Your instructions: Write the listing below out again exactly, though only as far as the line with "use ts_rs::TS;", which is included.
*** Block opens ***
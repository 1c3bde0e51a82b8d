//! Orchestrates the studio pipeline: prompt, plan, validate, generate,
//! explain, version.

use dashmap::DashMap;
use serde::{Deserialize, Serialize};
use thiserror::Error;
use tracing::{info, warn};
use ts_rs::TS;
use uuid::Uuid;

use super::{
    code_generator::generate_code,
    plan_explainer::explain,
    plan_validator::{PlanValidationError, validate},
    prompt_planner::plan_from_prompt,
    studio_session::{ChatMessage, StudioSession, UiModel},
    ui_plan::{Layout, Tone, UiPlan},
};

#[derive(Debug, Clone, PartialEq, Eq, Error)]
pub enum StudioError {
    #[error("session not found")]
    SessionNotFound,
    #[error("version {0} not found")]
    VersionNotFound(usize),
}

/// Result of one prompt submission. On rejection `model` and `version`
/// are absent, `rejection` carries the reason, and nothing beyond the
/// transcript has changed.
#[derive(Debug, Clone, Serialize, Deserialize, TS)]
pub struct PromptOutcome {
    pub message: ChatMessage,
    pub model: Option<UiModel>,
    pub version: Option<usize>,
    pub rejection: Option<String>,
}

/// One row in the versions list.
#[derive(Debug, Clone, Serialize, Deserialize, TS)]
pub struct VersionSummary {
    pub index: usize,
    pub title: String,
    pub layout: Option<Layout>,
    pub tone: Option<Tone>,
    pub component_count: usize,
}

/// In-memory registry of studio sessions keyed by id.
#[derive(Default)]
pub struct StudioService {
    sessions: DashMap<Uuid, StudioSession>,
}

impl StudioService {
    pub fn new() -> Self {
        Self::default()
    }

    pub fn create_session(&self) -> StudioSession {
        let session = StudioSession::new();
        self.sessions.insert(session.id, session.clone());
        info!(session_id = %session.id, "created studio session");
        session
    }

    pub fn snapshot(&self, session_id: Uuid) -> Result<StudioSession, StudioError> {
        self.sessions
            .get(&session_id)
            .map(|entry| entry.clone())
            .ok_or(StudioError::SessionNotFound)
    }

    /// Run the full pipeline for one user prompt.
    pub fn submit_prompt(
        &self,
        session_id: Uuid,
        text: &str,
    ) -> Result<PromptOutcome, StudioError> {
        let mut entry = self
            .sessions
            .get_mut(&session_id)
            .ok_or(StudioError::SessionNotFound)?;
        let session = entry.value_mut();

        session.push_message(ChatMessage::user(text));

        let candidate = plan_from_prompt(text, session.current.as_ref().map(|m| &m.plan));
        match apply_candidate(session, candidate) {
            Ok((model, version)) => {
                let message = ChatMessage::assistant(&model.explanation);
                session.push_message(message.clone());
                info!(
                    session_id = %session_id,
                    version,
                    components = model.plan.components.len(),
                    "installed new ui model version"
                );
                Ok(PromptOutcome {
                    message,
                    model: Some(model),
                    version: Some(version),
                    rejection: None,
                })
            }
            Err(reason) => {
                let message =
                    ChatMessage::assistant(&format!("I can't apply that change: {reason}"));
                session.push_message(message.clone());
                warn!(session_id = %session_id, %reason, "rejected candidate plan");
                Ok(PromptOutcome {
                    message,
                    model: None,
                    version: None,
                    rejection: Some(reason.to_string()),
                })
            }
        }
    }

    pub fn list_versions(&self, session_id: Uuid) -> Result<Vec<VersionSummary>, StudioError> {
        let entry = self
            .sessions
            .get(&session_id)
            .ok_or(StudioError::SessionNotFound)?;
        Ok(entry
            .versions
            .iter()
            .enumerate()
            .map(|(index, model)| VersionSummary {
                index,
                title: model.plan.content.title.clone(),
                layout: model.plan.layout,
                tone: model.plan.tone,
                component_count: model.plan.components.len(),
            })
            .collect())
    }

    /// Pure checkout: installs the stored model as current. Entries
    /// after `index` are left in place.
    pub fn restore_version(
        &self,
        session_id: Uuid,
        index: usize,
    ) -> Result<UiModel, StudioError> {
        let mut entry = self
            .sessions
            .get_mut(&session_id)
            .ok_or(StudioError::SessionNotFound)?;
        let session = entry.value_mut();

        let model = session
            .versions
            .get(index)
            .cloned()
            .ok_or(StudioError::VersionNotFound(index))?;
        session.current = Some(model.clone());
        session.push_message(ChatMessage::assistant(&format!(
            "Restored version {}.",
            index + 1
        )));
        info!(session_id = %session_id, version = index, "restored version");
        Ok(model)
    }
}

/// Validate and, on success, install a candidate: generate the code and
/// explanation, append the model to the history, set it current. On
/// failure nothing changes.
fn apply_candidate(
    session: &mut StudioSession,
    candidate: UiPlan,
) -> Result<(UiModel, usize), PlanValidationError> {
    validate(&candidate)?;
    let code = generate_code(&candidate);
    let explanation = explain(&candidate);
    let model = UiModel {
        plan: candidate,
        code,
        explanation,
    };
    let version = session.versions.append(model.clone());
    session.current = Some(model.clone());
    Ok((model, version))
}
*** Block closes ***
Result below:
repository 1c3bde0e51a82b8d
//! Orchestrates the studio pipeline: prompt, plan, validate, generate,
//! explain, version.

use dashmap::DashMap;
use serde::{Deserialize, Serialize};
use thiserror::Error;
use tracing::{info, warn};
use ts_rs::TS;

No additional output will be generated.